Archive for the ‘Residential schools’ Category

Decades of impact: TAD292 lives on

Thursday, May 3rd, 2012

TAD292 Art and environment (1976-85) was a distinctive course chaired by Simon Nicholson (1934-1990) who had studied at the Royal College of Art, London, and the University of Cambridge and between 1964 and 1971 taught at the University of Berkeley, California. It sought to develop ‘strategies for creative work’ and it dealt with

the processes and attitudes of art not so much as these were evidenced in products of art but as they underlie the very act of doing art. This can be seen already from the titles which were given to some of the units in the course: ‘Boundary Shifting’, ‘Imagery and Visual Thinking’, ‘Having Ideas by Handling Materials’.

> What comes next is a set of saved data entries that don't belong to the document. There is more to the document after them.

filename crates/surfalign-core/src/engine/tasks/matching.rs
use crate::core::models::molecule::Molecule;
use crate::core::models::template::MoleculeTemplate;
use crate::engine::config::MatchingMethod;
use crate::engine::error::EngineError;
use kiddo::{ImmutableKdTree, SquaredEuclidean};
use nalgebra::{DMatrix, Point3};
use std::collections::HashMap;

#[cfg(feature = "parallel")]
use rayon::prelude::*;

/// Relative slack on the k-d tree search radius so rounding never drops the
/// true minimum from the candidate set.
const RADIUS_SLACK: f64 = 1e-9;

/// Squared normalized feature distance for every (template, molecule) point pair.
///
/// Template feature `f` is compared against the molecule column carrying the
/// same name, scaled by the template's deviation for that point and feature.
#[derive(Debug, Clone, PartialEq)]
pub struct FeatureDistances {
    values: DMatrix<f64>,
    row_minima: Vec<f64>,
}

impl FeatureDistances {
    pub fn compute(template: &MoleculeTemplate, molecule: &Molecule) -> Result<Self, EngineError> {
        let template_cloud = template.cloud();
        let columns = template_cloud
            .feature_names()
            .iter()
            .map(|name| {
                molecule
                    .cloud()
                    .feature_index(name)
                    .ok_or_else(|| EngineError::MissingFeature {
                        feature: name.clone(),
                        molecule: molecule.name.clone(),
                    })
            })
            .collect::<Result<Vec<usize>, _>>()?;

        let template_features = template_cloud.features();
        let molecule_features = molecule.cloud().features();
        let deviations = template.feature_dev();
        let (n_template, n_molecule) = (template.len(), molecule.len());

        let row = |i: usize| -> Vec<f64> {
            (0..n_molecule)
                .map(|j| {
                    columns
                        .iter()
                        .enumerate()
                        .map(|(f, &col)| {
                            let diff = (template_features[(i, f)] - molecule_features[(j, col)])
                                / deviations[(i, f)];
                            diff * diff
                        })
                        .sum()
                })
                .collect()
        };

        #[cfg(feature = "parallel")]
        let rows: Vec<Vec<f64>> = (0..n_template).into_par_iter().map(row).collect();
        #[cfg(not(feature = "parallel"))]
        let rows: Vec<Vec<f64>> = (0..n_template).map(row).collect();

        let values = DMatrix::from_fn(n_template, n_molecule, |i, j| rows[i][j]);
        Ok(Self::from_matrix(values))
    }

    /// Wraps a precomputed `N_template × N_molecule` matrix.
    pub fn from_matrix(values: DMatrix<f64>) -> Self {
        let row_minima = values
            .row_iter()
            .map(|row| row.iter().copied().fold(f64::INFINITY, f64::min))
            .collect();
        Self { values, row_minima }
    }

    pub fn zeros(n_template: usize, n_molecule: usize) -> Self {
        Self::from_matrix(DMatrix::zeros(n_template, n_molecule))
    }

    #[inline]
    pub fn get(&self, template_index: usize, molecule_index: usize) -> f64 {
        self.values[(template_index, molecule_index)]
    }

    pub fn row_min(&self, template_index: usize) -> f64 {
        self.row_minima[template_index]
    }

    pub fn shape(&self) -> (usize, usize) {
        self.values.shape()
    }
}

/// Result of matching every template point to a molecule point.
#[derive(Debug, Clone, PartialEq)]
pub struct MatchOutcome {
    pub matching: Vec<Option<usize>>,
    /// Raw squared Euclidean distance of each pair.
    pub geom_sq: Vec<f64>,
    pub feature_sq: Vec<Option<f64>>,
}

impl MatchOutcome {
    fn with_capacity(n: usize) -> Self {
        Self {
            matching: Vec::with_capacity(n),
            geom_sq: Vec::with_capacity(n),
            feature_sq: Vec::with_capacity(n),
        }
    }

    fn push(&mut self, best: Option<(usize, f64)>, features: &FeatureDistances, i: usize) {
        match best {
            Some((j, g)) => {
                self.matching.push(Some(j));
                self.geom_sq.push(g);
                self.feature_sq.push(Some(features.get(i, j)));
            }
            None => {
                self.matching.push(None);
                self.geom_sq.push(f64::NAN);
                self.feature_sq.push(None);
            }
        }
    }
}

/// Lowest combined distance among `candidates`, ties broken by lowest index.
fn best_of(
    point: &Point3<f64>,
    i: usize,
    candidates: impl Iterator<Item = usize>,
    molecule: &[Point3<f64>],
    inv_geom_var: f64,
    features: &FeatureDistances,
) -> Option<(usize, f64)> {
    let mut best: Option<(usize, f64, f64)> = None;
    for j in candidates {
        let g = (point - molecule[j]).norm_squared();
        let d = g * inv_geom_var + features.get(i, j);
        let better = match best {
            None => !d.is_nan(),
            Some((bj, _, bd)) => d < bd || (d == bd && j < bj),
        };
        if better {
            best = Some((j, g, d));
        }
    }
    best.map(|(j, g, _)| (j, g))
}

/// Scans every molecule point in index order; the first strict minimum wins.
pub fn match_exhaustive(
    transformed: &[Point3<f64>],
    molecule: &[Point3<f64>],
    inv_geom_var: &[f64],
    features: &FeatureDistances,
) -> MatchOutcome {
    let mut outcome = MatchOutcome::with_capacity(transformed.len());
    for (i, p) in transformed.iter().enumerate() {
        let best = best_of(p, i, 0..molecule.len(), molecule, inv_geom_var[i], features);
        outcome.push(best, features, i);
    }
    outcome
}

/// k-d tree over the distinct positions of a molecule.
///
/// Coincident points share one tree entry and are expanded back to every
/// original index on lookup.
pub struct SurfaceIndex {
    tree: ImmutableKdTree<f64, 3>,
    members: Vec<Vec<usize>>,
}

impl SurfaceIndex {
    pub fn build(molecule: &[Point3<f64>]) -> Self {
        let mut slots: HashMap<[u64; 3], usize> = HashMap::with_capacity(molecule.len());
        let mut coords: Vec<[f64; 3]> = Vec::with_capacity(molecule.len());
        let mut members: Vec<Vec<usize>> = Vec::with_capacity(molecule.len());
        for (j, p) in molecule.iter().enumerate() {
            // +0.0 folds -0.0 onto the same key.
            let key = [(p.x + 0.0).to_bits(), (p.y + 0.0).to_bits(), (p.z + 0.0).to_bits()];
            let slot = *slots.entry(key).or_insert_with(|| {
                coords.push([p.x, p.y, p.z]);
                members.push(Vec::new());
                coords.len() - 1
            });
            members[slot].push(j);
        }
        Self {
            tree: ImmutableKdTree::new_from_slice(&coords),
            members,
        }
    }

    /// Number of distinct positions held by the tree.
    pub fn distinct_len(&self) -> usize {
        self.members.len()
    }

    /// Lowest molecule index at the position nearest to `query`.
    fn nearest(&self, query: &[f64; 3]) -> Option<usize> {
        if self.members.is_empty() {
            return None;
        }
        let slot = self.tree.nearest_one::<SquaredEuclidean>(query).item as usize;
        self.members.get(slot).and_then(|m| m.first().copied())
    }

    /// Every molecule index within squared distance `radius` of `query`.
    fn within(&self, query: &[f64; 3], radius: f64) -> impl Iterator<Item = usize> + '_ {
        self.tree
            .within_unsorted::<SquaredEuclidean>(query, radius)
            .into_iter()
            .filter_map(|n| self.members.get(n.item as usize))
            .flat_map(|m| m.iter().copied())
    }
}

/// k-d tree variant of [`match_exhaustive`] with identical results.
///
/// The geometric nearest neighbor bounds the best combined distance, so only
/// molecule points within `(bound − min_j F[i,j]) · σ²` need to be re-scored.
pub fn match_kd_tree(
    transformed: &[Point3<f64>],
    molecule: &[Point3<f64>],
    index: &SurfaceIndex,
    inv_geom_var: &[f64],
    features: &FeatureDistances,
) -> MatchOutcome {
    let mut outcome = MatchOutcome::with_capacity(transformed.len());
    for (i, p) in transformed.iter().enumerate() {
        let query = [p.x, p.y, p.z];
        let Some(j0) = index.nearest(&query) else {
            outcome.push(None, features, i);
            continue;
        };
        let bound = (p - molecule[j0]).norm_squared() * inv_geom_var[i] + features.get(i, j0);
        let radius = ((bound - features.row_min(i)) / inv_geom_var[i]).max(0.0);
        let radius = radius * (1.0 + RADIUS_SLACK) + RADIUS_SLACK;

        let best = if radius.is_finite() {
            let candidates = index.within(&query, radius).chain(std::iter::once(j0));
            best_of(p, i, candidates, molecule, inv_geom_var[i], features)
        } else {
            best_of(p, i, 0..molecule.len(), molecule, inv_geom_var[i], features)
        };
        outcome.push(best, features, i);
    }
    outcome
}

/// Matching strategy bound to one (template, molecule) pair.
pub struct Matcher<'a> {
    molecule: &'a [Point3<f64>],
    features: &'a FeatureDistances,
    inv_geom_var: Vec<f64>,
    index: Option<SurfaceIndex>,
}

impl<'a> Matcher<'a> {
    pub fn new(
        method: MatchingMethod,
        molecule: &'a [Point3<f64>],
        features: &'a FeatureDistances,
        geom_dev: &[f64],
    ) -> Self {
        let index = match method {
            MatchingMethod::Exhaustive => None,
            MatchingMethod::KdTree => Some(SurfaceIndex::build(molecule)),
        };
        Self {
            molecule,
            features,
            inv_geom_var: geom_dev.iter().map(|s| 1.0 / (s * s)).collect(),
            index,
        }
    }

    pub fn inv_geom_var(&self) -> &[f64] {
        &self.inv_geom_var
    }

    pub fn find_matches(&self, transformed: &[Point3<f64>]) -> MatchOutcome {
        match &self.index {
            Some(index) => match_kd_tree(
                transformed,
                self.molecule,
                index,
                &self.inv_geom_var,
                self.features,
            ),
            None => {
                match_exhaustive(transformed, self.molecule, &self.inv_geom_var, self.features)
            }
        }
    }
}
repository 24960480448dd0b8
pub mod geometry;
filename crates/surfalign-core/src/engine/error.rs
use super::config::ConfigError;
use super::solver::SolverError;
use crate::core::io::loader::LoadError;
use crate::core::io::report::ReportError;
use thiserror::Error;

#[derive(Debug, Error)]
pub enum EngineError {
    #[error("Invalid configuration: {0}")]
    Config(#[from] ConfigError),

    #[error("Template '{name}' has {points} points; at least {minimum} are required")]
    TemplateTooSmall {
        name: String,
        points: usize,
        minimum: usize,
    },

    #[error("Molecule '{name}' has no points")]
    EmptyMolecule { name: String },

    #[error("Template feature '{feature}' is not present in molecule '{molecule}'")]
    MissingFeature { feature: String, molecule: String },

    #[error("Size mismatch in {context}: expected {expected}, found {found}")]
    SizeMismatch {
        context: &'static str,
        expected: usize,
        found: usize,
    },

    #[error("Rotation estimation failed: {source}")]
    Solver {
        #[from]
        source: SolverError,
    },

    #[error("Failed to load input: {0}")]
    Load(#[from] LoadError),

    #[error("Failed to write report: {0}")]
    Report(#[from] ReportError),

    #[error("Internal logic error: {0}")]
    Internal(String),
}
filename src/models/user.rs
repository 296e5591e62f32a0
//! Modelo de User y UserProfile
//!
//! `User` es la identidad con credenciales; `UserProfile` es el registro de la
//! aplicación que la vincula a una empresa con un rol.

use chrono::{DateTime, Utc};
use serde::{Deserialize, Serialize};
use sqlx::{FromRow, Type};
use uuid::Uuid;

/// Rol dentro de una empresa - mapea al ENUM user_role
#[derive(Debug, Clone, Copy, Serialize, Deserialize, Type, PartialEq, Eq)]
#[sqlx(type_name = "user_role", rename_all = "lowercase")]
#[serde(rename_all = "lowercase")]
pub enum UserRole {
    Admin,
    Driver,
}

/// Identidad - mapea a la tabla users
#[derive(Debug, Clone, FromRow)]
pub struct User {
    pub id: Uuid,
    pub email: String,
    pub name: String,
    pub password_hash: String,
    pub created_at: DateTime<Utc>,
}

impl User {
    pub fn new(email: String, name: String, password_hash: String) -> Self {
        Self {
            id: Uuid::new_v4(),
            email: email.trim().to_lowercase(),
            name,
            password_hash,
            created_at: Utc::now(),
        }
    }
}

/// Perfil - mapea a la tabla user_profiles
///
/// `user_id == None` marca una invitación pendiente que se reclama al registrarse.
#[derive(Debug, Clone, Serialize, Deserialize, FromRow, PartialEq)]
pub struct UserProfile {
    pub id: Uuid,
    pub user_id: Option<Uuid>,
    pub company_id: Option<Uuid>,
    pub role: UserRole,
    pub name: String,
    pub email: String,
    pub created_at: DateTime<Utc>,
}

impl UserProfile {
    pub fn new(
        user_id: Option<Uuid>,
        company_id: Option<Uuid>,
        role: UserRole,
        name: String,
        email: String,
    ) -> Self {
        Self {
            id: Uuid::new_v4(),
            user_id,
            company_id,
            role,
            name,
            email: email.trim().to_lowercase(),
            created_at: Utc::now(),
        }
    }

    pub fn is_pending(&self) -> bool {
        self.user_id.is_none()
    }

    pub fn is_admin(&self) -> bool {
        self.role == UserRole::Admin
    }

    /// Empresa que administra este perfil, si es admin
    pub fn admin_company(&self) -> Option<Uuid> {
        if self.is_admin() {
            self.company_id
        } else {
            None
        }
    }
}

TAD292 students were offered a range of projects on this 30-point course. These included the suggestion that the student stop activity and engage in listening. Another was to compose a score for sounds made from differently textured papers and a third was to enumerate the household’s activities and categorise these in terms of role and sex stereotyping. The aims of the course were attitudional, sensory and subjective rather than cognitive, relating to feeling rather than knowledge. They were ‘more phenomenological than conceptual in nature’. Assessment involved a student not only submitting the product, such as a self-portrait photograph, but also notes describing the process and rationale. The criteria were not specific but involved formulations including enthusiasm, imagination and authenticity. See Philippe C. Duchastel, ‘TAD292 – and its challenge to Educational Technology’, Programmed Learning & Educational Technology, 13, 4, October 1976, pp. 61-66. The course received considerable publicity. In 1976 The World  At One, a BBC radio news programme, reported on TAD292 at one summer school:

Bizarre games and happenings formed a part of experimental residential course for a group of students at Sussex University. They were encouraged to make prints of various parts of their bodies. Some made bare bottom prints, other dragged rubbish through the streets and one group appeared to be aimlessly kicking a giant rugby ball about. (more…)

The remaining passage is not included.